The diagnosis of lactose intolerance can be confirmed by tests done by the doctor. One test involves measuring the blood sugar before and after drinking a lactose containing fluid. If the blood sugar is increased, there is no lactose intolerance. Another test involves analysing the breath for hydrogen gas after drinking a lactose-containing fluid. Hydrogen gas will be present if there is lactose intolerance as the lactose-containing fluid will be fermented by the bacteria in the large intestine. If one has an endoscopic examination, which involves passing a tube-like instrument into the stomach and intestine, the lining of the small intestine may be analysed.
The treatment of lactose intolerance depends on the severity of the symptoms. If the symptoms are mild, all that is necessary is to reduce the consumption of milk and milk products. If the symptoms are severe, a lactose-free diet would be necessary. The doctor will, in such situations, refer the patient to a dietician who will advise on the composition of a lactose-free diet.
Lactose intolerance can be prevented by abstaining or reducing the consumption of milk and milk products when one has diarrhoea or has just recovered from it.
There are two ways in which cow’s milk allergy present: gradually or suddenly. It usually presents gradually before the baby is six months old. The clinical features commonly occur with the passage of loose stools, blood in the stools, vomiting, colic, irritability and poor growth.
It can also present suddenly and rapidly with vomiting, wheezing, swelling of the skin and eyes, and rarely, anaphylactic shock, which is a sudden and severe allergic reaction involving the whole body and which is life threatening. This usually occurs soon after contact with the cow’s milk allergen. Both the cardiovascular and respiratory systems are affected with marked changes in the blood pressure and breathing difficulties. Most babies will outgrow their allergy to cow’s milk by the time they are two to four years of age.
Cow’s milk allergy may also be associated with other allergies like eczema and asthma. If the cow’s milk allergy is not addressed adequately, it may lead to effects on growth with failure to thrive and nutritional deficiencies. The management of cow’s milk allergy is premised on avoiding cow’s milk. This would include a breastfeeding mother avoiding dairy products in her diet, lest it be transmitted to the baby in the breast milk.
The formula for bottle-fed babies has to be changed to one that is soy or hydrolysate-based. The latter contain cow’s milk proteins which are less allergenic because they have been broken down. If the allergy is severe, an amino acid based formula is used. Most manufacturers market “hypoallergenic” formula products.

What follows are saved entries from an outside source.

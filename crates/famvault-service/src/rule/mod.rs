//! Organization rules: pure evaluation engine and administration.

pub mod engine;
pub mod service;

pub use engine::{evaluate_file, RuleMatch};
pub use service::{CreateRuleRequest, ReorderRulesRequest, RuleService, UpdateRuleRequest};
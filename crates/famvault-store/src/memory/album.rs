//! In-memory album store.

use std::collections::hash_map::Entry;

use async_trait::async_trait;
use chrono::Utc;

use famvault_core::error::AppError;
use famvault_core::result::AppResult;
use famvault_core::types::{AlbumId, FamilyId, FileId};
use famvault_entity::album::{Album, AlbumFile};
use famvault_entity::file::StoredFile;

use crate::traits::AlbumStore;

use super::db::MemoryDb;

/// Album store over the shared in-memory database.
#[derive(Debug, Clone)]
pub struct MemoryAlbumStore {
    db: MemoryDb,
}

impl MemoryAlbumStore {
    /// Create a new album store over the given database.
    pub fn new(db: MemoryDb) -> Self {
        Self { db }
    }
}

#[async_trait]
impl AlbumStore for MemoryAlbumStore {
    async fn insert(&self, album: &Album) -> AppResult<()> {
        let mut state = self.db.write().await;
        state.albums.insert(album.id, album.clone());
        Ok(())
    }

    async fn find_by_id(&self, id: AlbumId) -> AppResult<Option<Album>> {
        let state = self.db.read().await;
        Ok(state.albums.get(&id).cloned())
    }

    async fn list_by_family(&self, family_id: FamilyId) -> AppResult<Vec<Album>> {
        let state = self.db.read().await;
        let mut albums: Vec<Album> = state
            .albums
            .values()
            .filter(|a| a.family_id == family_id)
            .cloned()
            .collect();
        albums.sort_by(|a, b| a.name.cmp(&b.name));
        Ok(albums)
    }

    async fn rename(&self, id: AlbumId, new_name: &str) -> AppResult<Album> {
        let mut state = self.db.write().await;
        let album = state
            .albums
            .get_mut(&id)
            .ok_or_else(|| AppError::not_found(format!("Album {id} not found")))?;
        album.name = new_name.to_string();
        album.updated_at = Utc::now();
        Ok(album.clone())
    }

    async fn remove(&self, id: AlbumId) -> AppResult<bool> {
        let mut state = self.db.write().await;
        state.album_files.retain(|(aid, _), _| *aid != id);
        Ok(state.albums.remove(&id).is_some())
    }

    async fn add_file(&self, album_id: AlbumId, file_id: FileId) -> AppResult<bool> {
        let mut state = self.db.write().await;
        match state.album_files.entry((album_id, file_id)) {
            Entry::Occupied(_) => Ok(false),
            Entry::Vacant(slot) => {
                slot.insert(AlbumFile {
                    album_id,
                    file_id,
                    added_at: Utc::now(),
                });
                Ok(true)
            }
        }
    }

    async fn remove_file(&self, album_id: AlbumId, file_id: FileId) -> AppResult<bool> {
        let mut state = self.db.write().await;
        Ok(state.album_files.remove(&(album_id, file_id)).is_some())
    }

    async fn set_cover(&self, id: AlbumId, cover: Option<FileId>) -> AppResult<Album> {
        let mut state = self.db.write().await;
        let album = state
            .albums
            .get_mut(&id)
            .ok_or_else(|| AppError::not_found(format!("Album {id} not found")))?;
        album.cover_file_id = cover;
        album.updated_at = Utc::now();
        Ok(album.clone())
    }

    async fn list_files(&self, album_id: AlbumId) -> AppResult<Vec<StoredFile>> {
        let state = self.db.read().await;
        let mut entries: Vec<&AlbumFile> = state
            .album_files
            .values()
            .filter(|af| af.album_id == album_id)
            .collect();
        entries.sort_by(|a, b| a.added_at.cmp(&b.added_at));
        Ok(entries
            .into_iter()
            .filter_map(|af| state.files.get(&af.file_id).cloned())
            .collect())
    }
}
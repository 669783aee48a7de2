//! PostgreSQL tag store.

use async_trait::async_trait;
use sqlx::PgPool;
use uuid::Uuid;

use famvault_core::error::{AppError, ErrorKind};
use famvault_core::result::AppResult;
use famvault_core::types::{FamilyId, FileId, TagId};
use famvault_entity::tag::Tag;

use crate::traits::TagStore;

/// Tag store backed by PostgreSQL.
#[derive(Debug, Clone)]
pub struct PgTagStore {
    pool: PgPool,
}

impl PgTagStore {
    /// Create a new tag store.
    pub fn new(pool: PgPool) -> Self {
        Self { pool }
    }
}

#[async_trait]
impl TagStore for PgTagStore {
    async fn insert(&self, tag: &Tag) -> AppResult<()> {
        sqlx::query(
            "INSERT INTO tags (id, family_id, name, color, created_by, created_at) \
             VALUES ($1, $2, $3, $4, $5, $6)",
        )
        .bind(tag.id)
        .bind(tag.family_id)
        .bind(&tag.name)
        .bind(&tag.color)
        .bind(tag.created_by)
        .bind(tag.created_at)
        .execute(&self.pool)
        .await
        .map_err(|e| match e {
            sqlx::Error::Database(ref db_err)
                if db_err.constraint() == Some("tags_family_id_lower_name_idx") =>
            {
                AppError::conflict(format!("Tag '{}' already exists", tag.name))
            }
            _ => AppError::with_source(ErrorKind::Database, "Failed to insert tag", e),
        })?;
        Ok(())
    }

    async fn find_by_id(&self, id: TagId) -> AppResult<Option<Tag>> {
        sqlx::query_as::<_, Tag>("SELECT * FROM tags WHERE id = $1")
            .bind(id)
            .fetch_optional(&self.pool)
            .await
            .map_err(|e| AppError::with_source(ErrorKind::Database, "Failed to find tag", e))
    }

    async fn find_by_name(&self, family_id: FamilyId, name: &str) -> AppResult<Option<Tag>> {
        sqlx::query_as::<_, Tag>(
            "SELECT * FROM tags WHERE family_id = $1 AND lower(name) = lower($2)",
        )
        .bind(family_id)
        .bind(name)
        .fetch_optional(&self.pool)
        .await
        .map_err(|e| AppError::with_source(ErrorKind::Database, "Failed to find tag by name", e))
    }

    async fn list_by_family(&self, family_id: FamilyId) -> AppResult<Vec<Tag>> {
        sqlx::query_as::<_, Tag>("SELECT * FROM tags WHERE family_id = $1 ORDER BY name ASC")
            .bind(family_id)
            .fetch_all(&self.pool)
            .await
            .map_err(|e| AppError::with_source(ErrorKind::Database, "Failed to list tags", e))
    }

    async fn list_by_ids(&self, ids: &[TagId]) -> AppResult<Vec<Tag>> {
        let uuids: Vec<Uuid> = ids.iter().map(|t| t.into_uuid()).collect();
        sqlx::query_as::<_, Tag>("SELECT * FROM tags WHERE id = ANY($1) ORDER BY name ASC")
            .bind(&uuids)
            .fetch_all(&self.pool)
            .await
            .map_err(|e| AppError::with_source(ErrorKind::Database, "Failed to list tags", e))
    }

    async fn rename(&self, id: TagId, new_name: &str) -> AppResult<Tag> {
        sqlx::query_as::<_, Tag>("UPDATE tags SET name = $2 WHERE id = $1 RETURNING *")
            .bind(id)
            .bind(new_name)
            .fetch_optional(&self.pool)
            .await
            .map_err(|e| match e {
                sqlx::Error::Database(ref db_err)
                    if db_err.constraint() == Some("tags_family_id_lower_name_idx") =>
                {
                    AppError::conflict(format!("Tag '{new_name}' already exists"))
                }
                _ => AppError::with_source(ErrorKind::Database, "Failed to rename tag", e),
            })?
            .ok_or_else(|| AppError::not_found(format!("Tag {id} not found")))
    }

    async fn remove(&self, id: TagId) -> AppResult<bool> {
        let mut tx = self.pool.begin().await?;

        sqlx::query("DELETE FROM file_tags WHERE tag_id = $1")
            .bind(id)
            .execute(&mut *tx)
            .await?;

        let result = sqlx::query("DELETE FROM tags WHERE id = $1")
            .bind(id)
            .execute(&mut *tx)
            .await?;

        tx.commit().await?;
        Ok(result.rows_affected() > 0)
    }

    async fn attach(&self, file_id: FileId, tag_id: TagId) -> AppResult<bool> {
        let result = sqlx::query(
            "INSERT INTO file_tags (file_id, tag_id, created_at) VALUES ($1, $2, NOW()) \
             ON CONFLICT (file_id, tag_id) DO NOTHING",
        )
        .bind(file_id)
        .bind(tag_id)
        .execute(&self.pool)
        .await
        .map_err(|e| AppError::with_source(ErrorKind::Database, "Failed to attach tag", e))?;
        Ok(result.rows_affected() > 0)
    }

    async fn detach(&self, file_id: FileId, tag_id: TagId) -> AppResult<bool> {
        let result = sqlx::query("DELETE FROM file_tags WHERE file_id = $1 AND tag_id = $2")
            .bind(file_id)
            .bind(tag_id)
            .execute(&self.pool)
            .await
            .map_err(|e| AppError::with_source(ErrorKind::Database, "Failed to detach tag", e))?;
        Ok(result.rows_affected() > 0)
    }

    async fn list_for_file(&self, file_id: FileId) -> AppResult<Vec<Tag>> {
        sqlx::query_as::<_, Tag>(
            "SELECT t.* FROM tags t \
             INNER JOIN file_tags ft ON ft.tag_id = t.id \
             WHERE ft.file_id = $1 ORDER BY t.name ASC",
        )
        .bind(file_id)
        .fetch_all(&self.pool)
        .await
        .map_err(|e| AppError::with_source(ErrorKind::Database, "Failed to list file tags", e))
    }
}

It is important to remember that there is cross allergy between cow’s milk and soy milk in up to 50% of the late onset type of cow’s milk allergy and 15% of the rapid onset type. If the allergy is severe, treatment with medicines like anti-histamines and adrenaline will be necessary. Vitamin supplementation may also be necessary.
If there is a family history of allergies (eczema and asthma), it is advisable to totally breastfeed the baby for six months or more. This will delay the onset of symptoms if the baby has cow’s milk allergy. There are other benefits of breastfeeding which include improved immunity for the child and bonding.
If one wants to provide cow’s milk in a child’s diet, this may be done when the child is 12 to 18 months old. However, it is advisable to do this under medical supervision. It is important to check all food labels and avoid any food that contains milk or milk products. Advice from a doctor or dietician would be useful if one is unsure.
DR MILTON LUM
Dr Milton Lum is a member of the board of Medical Defence Malaysia. This article is not intended to replace, dictate or define evaluation by a qualified doctor. The views expressed do not represent that of any organisation the writer is associated with.